The prominent pianist Carlo Buonamici first bought land in Marstons Mills in 1909, and built a summer home on the Mystic Lake about 1912. He was well known in Europe and US for his performances with the Boston Symphony Orchestra and with the Kneisel Quartet, the leading string group of the country.

Buonamici was born in Florence Italy in 1875 to a musical family. His father Guiseppe was celebrated in Musical Times as “one of Italy’s foremost musicians and greatest pianists”. Nephew of the musician Ceccherini he studied under Liszt and Europe’s most famous conductor von Bülow, was a friend of Wagner, who gave him a big hug at the primiere of the opera Parsifal. He succeeded von Bülow as head of the Munich Conservatory, and became professor at the Florence Institute of Music. Papa “Beppe” was noted as editor of Beethoven’s sonatas.

His son Carlo (of Marstons Mills) was taught piano by his mother and father, and sent to Germany to study with his father’s friend von Bülow. At Würzburg at age 19 he won first prize as student of Van Zeil. He joined the Italian army during the disastrous Ethiopian War. If he was at the defeat of battle of Adua in 1896 he did not record it. That year he came to US and took part in a sabre competition at Harvard. He gave his first piano recital in Boston at age 22, playing the Hungarian Fantasy of his father’s friend Liszt. He was soon playing with the Boston Symphony, performing Chopin’s Concerto #2, following earlier concerts of the same piece by Centerville’s famous Amy Beach. In 1904 he played Rachmaninov’s first concerto for its first performance in Boston. Buonamici also played with the Kneisel Quartet, the leading string ensemble in America, including a New York premiere of Rubin Goldmark’s Quartet in A minor.
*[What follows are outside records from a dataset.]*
//! Markdown summary: verdict line plus one table row per node.

use super::{RunSummary, key_metrics, shorten, summarize};
use crate::types::NodeResult;

/// Renders results as a Markdown report.
pub fn render_markdown(results: &[NodeResult]) -> String {
  let summary = RunSummary::from_results(results);
  let mut out = String::new();
  out.push_str("# Quail run report\n\n");
  out.push_str(&format!("**Verdict:** {}\n\n", summarize(results)));
  out.push_str(&format!("{}\n\n", summary.line()));
  out.push_str("| id | kind | status | metrics | description |\n");
  out.push_str("|----|------|--------|---------|-------------|\n");
  for r in results {
    out.push_str(&format!(
      "| {} | {} | {} | {} | {} |\n",
      cell(&r.id),
      r.kind,
      r.status,
      cell(&key_metrics(r, 2)),
      cell(&shorten(&r.description(), 80)),
    ));
  }
  out
}

/// Escapes table delimiters and folds line breaks so a value stays in one cell.
fn cell(s: &str) -> String {
  s.replace('|', "\\|").replace("\r\n", " ").replace(['\n', '\r'], " ")
}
In 1908 he joined another well-known pianist Felix Fox to found the Fox-Buonamici School of Pianoforte, with a faculty of 11, at 403 Marlborough St. in Boston. Among his students were the composer Grace Clough-Leightee, the founder of the Forest Hills School of Music Marta Malinowski, and Margaret Cravens, the close friend of the poet Ezra Pound who tragically died of suicide in 1912.

Buonamici was attracted to hunting in Marstons Mills. In June 1909 he came from Boston with his wife Bianca and son Beppie, who recovered from an auto accident here. Carlo had a motor boat, perhaps in Warrens Cove. In September he bought pieces of land on the Mills River off River Road from Lillie and Elliot Backus. After a European tour in 1911 he came down for a gunning trip, staying with George Childs across from Village Hall. He bought 15 acres of salt meadow in Scorton Creek from Bennett Cammett probably for hunting wildfowl. The next fall, 1912 he found the future site of the Tanampo Club between Indian Pond (Mystic) and Run Pond, bought about 12 acres from James H. Crocker’s family, to which he added five acres more the next year.

In 1913 he built a bungalow at the south end of Mystic Lake, probably by Newtown’s busiest builder, Charles L. Hamblin. When World War killed thousands he gave a benefit for widows of Italian soldiers in a concert with Boston Symphony. In 1917 he gave a concert at Liberty Hall. Following the collapse of Italy after the terrible defeat at Caporetto in the spring of 1918, Buonamici volunteered to serve again in the Italian army. On his return from Italy in 1919 he was to live only one year. He took a job as head of the music department at Miss Porter’s School in Farmington CT. At the start of the school year he suddenly collapsed and died, age only 55. His son Beppie, who had grown up summering on Mystic Lake was murdered in Italy three years later. His wife Bianca sold the Marstons Mills place in 1921, to become the Tanampo Club.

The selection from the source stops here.